Officials at the Long Beach Museum of Art have unveiled the latest plan in their long quest to move from the cramped brick-and-wood house on Ocean Boulevard to a larger facility.
This time, officials are considering a sprawling three-story building once occupied by Thrift Village, a secondhand store, on The Promenade downtown. The store at 218 The Promenade closed last year.
Museum officials have asked the city's Redevelopment Agency to purchase the building, valued at about $1.9 million, and donate it to the museum. Officials said they hope to raise $6 million through donations to pay for the move and various renovations, including the addition of a theater.
Redevelopment board members expressed enthusiasm for the plan, but said they need to study the matter further before deciding.
"This is obviously a legitimate request, so now it's a matter of determining the feasibility," said board member Donald Westerland. "We didn't hear a lot of details and specifics."
But the museum's presence "would extend the kind of entertainment and cultural focus that we want to have downtown," Westerland said.
Since 1950, the art museum has occupied a two-story Bluff Park structure that was once the summer residence of a philanthropist.
Because of space constraints, most of the museum's permanent 1,500-piece collection of paintings and sculptures is in a Los Angeles warehouse. To view the museum's vast collection of artistic videotapes, patrons must go to a small studio in Belmont Shore.

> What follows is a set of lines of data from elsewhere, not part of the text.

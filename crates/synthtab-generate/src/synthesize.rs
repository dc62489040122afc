//! Contract with the external service that synthesizes more rows for an
//! uploaded CSV.
//!
//! Transport is left to implementors of [`SynthesisService`]. Whatever goes
//! wrong along the way reaches the caller as one [`SynthesisError`].

use serde::{Deserialize, Serialize};
use serde_json::Value;
use thiserror::Error;
use tracing::{info, warn};

use crate::output::csv::{read_csv_rows, write_records_csv};

/// Body sent to the service: the uploaded data rows, header excluded.
#[derive(Debug, Clone, PartialEq, Serialize, Deserialize)]
pub struct SynthesisRequest {
    pub columns: Vec<Vec<String>>,
    #[serde(rename = "addSamples")]
    pub add_samples: u64,
}

/// Body returned by the service: the new rows only.
#[derive(Debug, Clone, PartialEq, Serialize, Deserialize)]
pub struct SynthesisResponse {
    pub response: Vec<Vec<Value>>,
}

impl SynthesisResponse {
    /// Decode a raw response body.
    pub fn from_json(body: &str) -> Result<Self, SynthesisError> {
        serde_json::from_str(body).map_err(|err| SynthesisError::MalformedResponse(err.to_string()))
    }
}

#[derive(Debug, Error)]
pub enum SynthesisError {
    #[error("could not parse uploaded CSV: {0}")]
    Upload(String),
    #[error("sample count must be a positive number")]
    InvalidSamples,
    #[error("synthesis service failed: {0}")]
    Service(String),
    #[error("synthesis service returned a malformed response: {0}")]
    MalformedResponse(String),
    #[error("could not encode CSV: {0}")]
    Encode(#[from] csv::Error),
}

/// A fallible remote dependency that returns extra rows for a table.
pub trait SynthesisService {
    fn increase(&self, request: &SynthesisRequest) -> Result<SynthesisResponse, SynthesisError>;
}

/// Append `add_samples` synthesized rows to an uploaded CSV.
///
/// The uploaded rows are kept as-is and the service rows follow them.
pub fn synthesize_csv(
    csv_text: &str,
    add_samples: u64,
    service: &dyn SynthesisService,
) -> Result<String, SynthesisError> {
    if add_samples == 0 {
        return Err(SynthesisError::InvalidSamples);
    }
    let mut rows = read_csv_rows(csv_text).map_err(|err| SynthesisError::Upload(err.to_string()))?;
    if rows.is_empty() {
        return Err(SynthesisError::Upload("file is empty".to_string()));
    }

    let request = SynthesisRequest {
        columns: rows[1..].to_vec(),
        add_samples,
    };
    info!(
        rows = request.columns.len(),
        add_samples, "requesting synthesized rows"
    );
    let response = service.increase(&request).inspect_err(|err| {
        warn!(error = %err, "synthesis request failed");
    })?;

    for (index, row) in response.response.into_iter().enumerate() {
        let row = row
            .into_iter()
            .map(cell_to_string)
            .collect::<Option<Vec<_>>>()
            .ok_or_else(|| {
                SynthesisError::MalformedResponse(format!("row {index} holds a nested value"))
            })?;
        rows.push(row);
    }

    let mut buffer = Vec::new();
    write_records_csv(&mut buffer, &rows)?;
    String::from_utf8(buffer).map_err(|err| SynthesisError::MalformedResponse(err.to_string()))
}

fn cell_to_string(value: Value) -> Option<String> {
    match value {
        Value::Null => Some(String::new()),
        Value::Bool(value) => Some(value.to_string()),
        Value::Number(value) => Some(value.to_string()),
        Value::String(value) => Some(value),
        Value::Array(_) | Value::Object(_) => None,
    }
}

Patrons have long complained about lack of parking, inadequate space for classes and the museum's inaccessibility by bus or rapid transit, museum director Hal Nelson said. About 30,000 people visited the museum last year, he said.
The proposed move would allow the museum to quadruple its floor space and offer more parking and greater access by public transportation, Nelson said.
The museum has a fund-raising committee in place, Nelson said, adding that the $6 million total "is a goal within our fund-raising capability."
Financing problems have doomed previous plans to move.
The museum had wanted to construct a building near the Terrace Theater, but the estimated price tag--$15 million to $20 million--was too steep.
In the late 1980s, the museum sought to move downtown into the high-rise Landmark Square building, which was under construction at the time. But the museum was left out of the developer's plans when officials were unable to raise enough money.
Nelson said the museum hopes to sidestep its past financing problems by moving to an existing building and carrying out the renovations in phases.
During the first phase, galleries and a large glass lobby and ticket area would be built. In the second phase, an annex for additional gallery space would be built on an adjacent city-owned parking lot. The final phase calls for construction of a 250-seat theater as well as an outdoor sculpture garden to host the museum's popular summer concert series.